══ MATERIAL FOR THIS TASK

use reqwest::Client;
use serde::Serialize;
use serde_json::Value;
use tracing::{debug, warn};

use crate::error::OrchestratorError;
use crate::role::UserRole;

/// Body of the single POST sent per user submission.
#[derive(Debug, Clone, Serialize)]
pub struct OrchestratorRequest<'a> {
    pub query: &'a str,
    pub user_role: UserRole,
}

#[derive(Clone)]
pub struct OrchestratorClient {
    client: Client,
    url: String,
}

impl OrchestratorClient {
    pub fn new(url: &str) -> Self {
        Self {
            client: Client::new(),
            url: url.to_string(),
        }
    }

    pub fn url(&self) -> &str {
        &self.url
    }

    /// Ask the orchestrator and always get something displayable back.
    pub async fn call(&self, query: &str, role: UserRole) -> String {
        match self.query(query, role).await {
            Ok(reply) => reply,
            Err(e) => {
                warn!(error = %e, role = role.as_str(), "orchestrator call failed");
                e.user_message()
            }
        }
    }

    /// One attempt, no retries. Any 2xx body is accepted as long as it is
    /// JSON carrying a string `response`; other fields are ignored.
    pub async fn query(&self, query: &str, role: UserRole) -> Result<String, OrchestratorError> {
        let request = OrchestratorRequest {
            query,
            user_role: role,
        };

        debug!(url = %self.url, role = role.as_str(), "sending query to orchestrator");

        let response = self
            .client
            .post(&self.url)
            .header("Content-Type", "application/json")
            .json(&request)
            .send()
            .await?;

        if !response.status().is_success() {
            return Err(OrchestratorError::Status(response.status()));
        }

        let body = response.text().await?;
        let value: Value = serde_json::from_str(&body)?;

        value
            .get("response")
            .and_then(Value::as_str)
            .map(str::to_string)
            .ok_or(OrchestratorError::MissingField)
    }
}

#[cfg(test)]
mod tests {
    use super::*;

    #[test]
    fn test_request_body_shape() {
        let request = OrchestratorRequest {
            query: "What is policy X?",
            user_role: UserRole::default(),
        };
        let json = serde_json::to_value(&request).unwrap();
        assert_eq!(
            json,
            serde_json::json!({"query": "What is policy X?", "user_role": "normal"})
        );
    }

    #[tokio::test]
    async fn test_unreachable_endpoint_is_reported_not_raised() {
        // Nothing listens on the local discard port.
        let client = OrchestratorClient::new("http://127.0.0.1:9/orchestrator");
        let reply = client.call("hello", UserRole::Normal).await;
        assert!(reply.starts_with("Sorry, I'm having trouble connecting to the service."));
        assert!(reply.contains("(Error: "));
    }
}
use serde::{Deserialize, Serialize};

/// Access level sent with every query. The orchestrator uses it to decide
/// how much sensitive policy detail to return.
#[derive(Debug, Clone, Copy, PartialEq, Eq, Default, Serialize, Deserialize)]
#[serde(rename_all = "lowercase")]
pub enum UserRole {
    #[default]
    Normal,
    Super,
}

impl UserRole {
    pub fn as_str(&self) -> &'static str {
        match self {
            UserRole::Normal => "normal",
            UserRole::Super => "super",
        }
    }

    pub fn from_str(s: &str) -> Option<Self> {
        match s.trim().to_lowercase().as_str() {
            "normal" => Some(UserRole::Normal),
            "super" => Some(UserRole::Super),
            _ => None,
        }
    }

    pub fn all() -> Vec<UserRole> {
        vec![UserRole::Normal, UserRole::Super]
    }

    pub fn display_name(&self) -> &'static str {
        match self {
            UserRole::Normal => "Normal",
            UserRole::Super => "Super",
        }
    }

    pub fn help(&self) -> &'static str {
        match self {
            UserRole::Normal => "sensitive data is filtered",
            UserRole::Super => "full access",
        }
    }

    /// The other role; the selector only ever has two options.
    pub fn toggled(&self) -> Self {
        match self {
            UserRole::Normal => UserRole::Super,
            UserRole::Super => UserRole::Normal,
        }
    }
}

#[cfg(test)]
mod tests {
    use super::*;

    #[test]
    fn test_default_is_normal() {
        assert_eq!(UserRole::default(), UserRole::Normal);
    }

    #[test]
    fn test_from_str_accepts_any_case() {
        assert_eq!(UserRole::from_str("SUPER"), Some(UserRole::Super));
        assert_eq!(UserRole::from_str(" normal "), Some(UserRole::Normal));
        assert_eq!(UserRole::from_str("admin"), None);
    }

    #[test]
    fn test_serializes_lowercase() {
        assert_eq!(serde_json::to_string(&UserRole::Super).unwrap(), "\"super\"");
        let role: UserRole = serde_json::from_str("\"normal\"").unwrap();
        assert_eq!(role, UserRole::Normal);
    }

    #[test]
    fn test_toggled_flips_between_options() {
        assert_eq!(UserRole::Normal.toggled(), UserRole::Super);
        assert_eq!(UserRole::Super.toggled(), UserRole::Normal);
    }
}
use reqwest::StatusCode;
use thiserror::Error;

/// Shown when the orchestrator answers with valid JSON that lacks a `response` field.
pub const FALLBACK_REPLY: &str = "An unexpected error occurred.";

/// Shown when the orchestrator answers with a body that is not JSON.
pub const UNREADABLE_REPLY: &str = "Sorry, I received an unreadable response from the service.";

/// Every way a single orchestrator call can fail. None of them is fatal:
/// each one degrades to an assistant reply via [`OrchestratorError::user_message`].
#[derive(Debug, Error)]
pub enum OrchestratorError {
    #[error("{0}")]
    Transport(#[from] reqwest::Error),

    #[error("HTTP status {0}")]
    Status(StatusCode),

    #[error("invalid JSON in response body: {0}")]
    Decode(#[from] serde_json::Error),

    #[error("response body has no `response` field")]
    MissingField,
}

impl OrchestratorError {
    /// The text appended to the chat in place of an answer.
    pub fn user_message(&self) -> String {
        match self {
            OrchestratorError::Transport(_) | OrchestratorError::Status(_) => format!(
                "Sorry, I'm having trouble connecting to the service. Please try again later. (Error: {})",
                self
            ),
            OrchestratorError::Decode(_) => UNREADABLE_REPLY.to_string(),
            OrchestratorError::MissingField => FALLBACK_REPLY.to_string(),
        }
    }

    /// One-line notice for the UI status line. `None` for a missing field.
    pub fn notice(&self) -> Option<String> {
        match self {
            OrchestratorError::Transport(_) | OrchestratorError::Status(_) => {
                Some(format!("Error communicating with the chatbot backend: {}", self))
            }
            OrchestratorError::Decode(_) => {
                Some("Received an invalid response from the chatbot backend.".to_string())
            }
            OrchestratorError::MissingField => None,
        }
    }
}
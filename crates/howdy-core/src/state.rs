//! UI-agnostic session state
//!
//! The chat history and role selection for one session. Both the TUI and the
//! one-shot `ask` command drive the same [`ChatSession`], so nothing here
//! depends on a UI framework.

use serde::{Deserialize, Serialize};

use crate::orchestrator::OrchestratorClient;
use crate::role::UserRole;

/// A chat message in the conversation
#[derive(Debug, Clone, PartialEq, Eq, Serialize, Deserialize)]
pub struct ChatMessage {
    pub role: ChatRole,
    pub content: String,
}

impl ChatMessage {
    pub fn user(content: impl Into<String>) -> Self {
        Self {
            role: ChatRole::User,
            content: content.into(),
        }
    }

    pub fn assistant(content: impl Into<String>) -> Self {
        Self {
            role: ChatRole::Assistant,
            content: content.into(),
        }
    }
}

/// The role of a chat message sender
#[derive(Debug, Clone, Copy, PartialEq, Eq, Serialize, Deserialize)]
#[serde(rename_all = "lowercase")]
pub enum ChatRole {
    User,
    Assistant,
}

/// Append-only turn list plus the currently selected user role.
///
/// Turns are never edited or reordered; the only way to remove them is
/// [`ChatSession::clear`], which drops all of them at once.
#[derive(Debug, Clone, Default)]
pub struct ChatSession {
    turns: Vec<ChatMessage>,
    role: UserRole,
}

impl ChatSession {
    pub fn new() -> Self {
        Self::default()
    }

    pub fn append(&mut self, turn: ChatMessage) {
        self.turns.push(turn);
    }

    pub fn clear(&mut self) {
        self.turns.clear();
    }

    pub fn turns(&self) -> &[ChatMessage] {
        &self.turns
    }

    pub fn len(&self) -> usize {
        self.turns.len()
    }

    pub fn is_empty(&self) -> bool {
        self.turns.is_empty()
    }

    pub fn role(&self) -> UserRole {
        self.role
    }

    pub fn set_role(&mut self, role: UserRole) {
        self.role = role;
    }

    /// Run one full submission cycle: user turn, orchestrator call, assistant turn.
    /// Returns the assistant's reply.
    pub async fn exchange(&mut self, client: &OrchestratorClient, query: &str) -> &ChatMessage {
        self.append(ChatMessage::user(query));
        let reply = client.call(query, self.role).await;
        self.append(ChatMessage::assistant(reply));
        &self.turns[self.turns.len() - 1]
    }
}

════

→ PROBLEM STATEMENT: The answer must consist solely of the lines from the first line of the data to the line holding "pub struct OrchestratorRequest<'a>", each given again exactly.

→ RESULT OF THE EXERCISE:
use reqwest::Client;
use serde::Serialize;
use serde_json::Value;
use tracing::{debug, warn};

use crate::error::OrchestratorError;
use crate::role::UserRole;

/// Body of the single POST sent per user submission.
#[derive(Debug, Clone, Serialize)]
pub struct OrchestratorRequest<'a> {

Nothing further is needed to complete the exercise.